Each entry below should be retyped exactly, with nothing omitted.

Given data:
───

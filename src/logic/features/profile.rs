//! Customer Profile - raw attributes collected from the input widgets

use serde::{Deserialize, Serialize};
use thiserror::Error;

use crate::constants::{
    AGE_MAX, AGE_MIN, CREDIT_SCORE_MAX, CREDIT_SCORE_MIN, PRODUCTS_MAX, PRODUCTS_MIN, TENURE_MAX,
    TENURE_MIN,
};

/// Raw customer attributes as entered in the dashboard form.
///
/// Categorical fields hold the display strings; encoding to model columns
/// happens in the assembler against the fitted encoders.
#[derive(Debug, Clone, PartialEq, Serialize, Deserialize)]
pub struct CustomerProfile {
    pub geography: String,
    pub gender: String,
    pub age: i32,
    pub credit_score: i32,
    pub balance: f32,
    pub tenure: i32,
    pub num_products: i32,
    pub has_credit_card: bool,
    pub is_active_member: bool,
    pub estimated_salary: f32,
}

/// A field outside the range its input widget allows.
/// Caller error, never a model concern.
#[derive(Debug, Clone, Error)]
#[error("{field} out of range: {value} not in [{min}, {max}]")]
pub struct OutOfRangeError {
    pub field: &'static str,
    pub value: f64,
    pub min: f64,
    pub max: f64,
}

impl CustomerProfile {
    /// Check every numeric field against its widget range.
    /// Reports the first offending field.
    pub fn validate(&self) -> Result<(), OutOfRangeError> {
        range_check(
            "credit_score",
            self.credit_score as f64,
            CREDIT_SCORE_MIN as f64,
            CREDIT_SCORE_MAX as f64,
        )?;
        range_check("age", self.age as f64, AGE_MIN as f64, AGE_MAX as f64)?;
        range_check(
            "tenure",
            self.tenure as f64,
            TENURE_MIN as f64,
            TENURE_MAX as f64,
        )?;
        range_check(
            "num_products",
            self.num_products as f64,
            PRODUCTS_MIN as f64,
            PRODUCTS_MAX as f64,
        )?;
        range_check("balance", self.balance as f64, 0.0, f64::INFINITY)?;
        range_check(
            "estimated_salary",
            self.estimated_salary as f64,
            0.0,
            f64::INFINITY,
        )?;
        Ok(())
    }
}

fn range_check(field: &'static str, value: f64, min: f64, max: f64) -> Result<(), OutOfRangeError> {
    if value < min || value > max {
        return Err(OutOfRangeError {
            field,
            value,
            min,
            max,
        });
    }
    Ok(())
}

#[cfg(test)]
pub(crate) fn sample_profile() -> CustomerProfile {
    CustomerProfile {
        geography: "France".to_string(),
        gender: "Female".to_string(),
        age: 45,
        credit_score: 650,
        balance: 50_000.0,
        tenure: 5,
        num_products: 2,
        has_credit_card: true,
        is_active_member: true,
        estimated_salary: 100_000.0,
    }
}

#[cfg(test)]
mod tests {
    use super::*;

    #[test]
    fn test_valid_profile() {
        assert!(sample_profile().validate().is_ok());
    }

    #[test]
    fn test_credit_score_out_of_range() {
        let mut profile = sample_profile();
        profile.credit_score = 299;
        let err = profile.validate().unwrap_err();
        assert_eq!(err.field, "credit_score");
    }

    #[test]
    fn test_age_bounds_inclusive() {
        let mut profile = sample_profile();
        profile.age = 18;
        assert!(profile.validate().is_ok());
        profile.age = 92;
        assert!(profile.validate().is_ok());
        profile.age = 93;
        assert!(profile.validate().is_err());
    }

    #[test]
    fn test_negative_balance_rejected() {
        let mut profile = sample_profile();
        profile.balance = -1.0;
        assert_eq!(profile.validate().unwrap_err().field, "balance");
    }
}
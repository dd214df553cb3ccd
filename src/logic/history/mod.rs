//! History Module - session-scoped prediction log

pub mod store;

pub use store::{HistoryStore, PredictionRecord};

───

Task response:
filename src/logic/features/profile.rs
//! Customer Profile - raw attributes collected from the input widgets

use serde::{Deserialize, Serialize};
use thiserror::Error;

use crate::constants::{
    AGE_MAX, AGE_MIN, CREDIT_SCORE_MAX, CREDIT_SCORE_MIN, PRODUCTS_MAX, PRODUCTS_MIN, TENURE_MAX,
    TENURE_MIN,
};

/// Raw customer attributes as entered in the dashboard form.
///
/// Categorical fields hold the display strings; encoding to model columns
/// happens in the assembler against the fitted encoders.
#[derive(Debug, Clone, PartialEq, Serialize, Deserialize)]
pub struct CustomerProfile {
    pub geography: String,
    pub gender: String,
    pub age: i32,
    pub credit_score: i32,
    pub balance: f32,
    pub tenure: i32,
    pub num_products: i32,
    pub has_credit_card: bool,
    pub is_active_member: bool,
    pub estimated_salary: f32,
}

/// A field outside the range its input widget allows.
/// Caller error, never a model concern.
#[derive(Debug, Clone, Error)]
#[error("{field} out of range: {value} not in [{min}, {max}]")]
pub struct OutOfRangeError {
    pub field: &'static str,
    pub value: f64,
    pub min: f64,
    pub max: f64,
}

impl CustomerProfile {
    /// Check every numeric field against its widget range.
    /// Reports the first offending field.
    pub fn validate(&self) -> Result<(), OutOfRangeError> {
        range_check(
            "credit_score",
            self.credit_score as f64,
            CREDIT_SCORE_MIN as f64,
            CREDIT_SCORE_MAX as f64,
        )?;
        range_check("age", self.age as f64, AGE_MIN as f64, AGE_MAX as f64)?;
        range_check(
            "tenure",
            self.tenure as f64,
            TENURE_MIN as f64,
            TENURE_MAX as f64,
        )?;
        range_check(
            "num_products",
            self.num_products as f64,
            PRODUCTS_MIN as f64,
            PRODUCTS_MAX as f64,
        )?;
        range_check("balance", self.balance as f64, 0.0, f64::INFINITY)?;
        range_check(
            "estimated_salary",
            self.estimated_salary as f64,
            0.0,
            f64::INFINITY,
        )?;
        Ok(())
    }
}

fn range_check(field: &'static str, value: f64, min: f64, max: f64) -> Result<(), OutOfRangeError> {
    if value < min || value > max {
        return Err(OutOfRangeError {
            field,
            value,
            min,
            max,
        });
    }
    Ok(())
}

#[cfg(test)]
pub(crate) fn sample_profile() -> CustomerProfile {
    CustomerProfile {
        geography: "France".to_string(),
        gender: "Female".to_string(),
        age: 45,
        credit_score: 650,
        balance: 50_000.0,
        tenure: 5,
        num_products: 2,
        has_credit_card: true,
        is_active_member: true,
        estimated_salary: 100_000.0,
    }
}

#[cfg(test)]
mod tests {
    use super::*;

    #[test]
    fn test_valid_profile() {
        assert!(sample_profile().validate().is_ok());
    }

    #[test]
    fn test_credit_score_out_of_range() {
        let mut profile = sample_profile();
        profile.credit_score = 299;
        let err = profile.validate().unwrap_err();
        assert_eq!(err.field, "credit_score");
    }

    #[test]
    fn test_age_bounds_inclusive() {
        let mut profile = sample_profile();
        profile.age = 18;
        assert!(profile.validate().is_ok());
        profile.age = 92;
        assert!(profile.validate().is_ok());
        profile.age = 93;
        assert!(profile.validate().is_err());
    }

    #[test]
    fn test_negative_balance_rejected() {
        let mut profile = sample_profile();
        profile.balance = -1.0;
        assert_eq!(profile.validate().unwrap_err().field, "balance");
    }
}
repository dd214df553cb3ccd
filename src/logic/history/mod.rs
//! History Module - session-scoped prediction log

pub mod store;

pub use store::{HistoryStore, PredictionRecord};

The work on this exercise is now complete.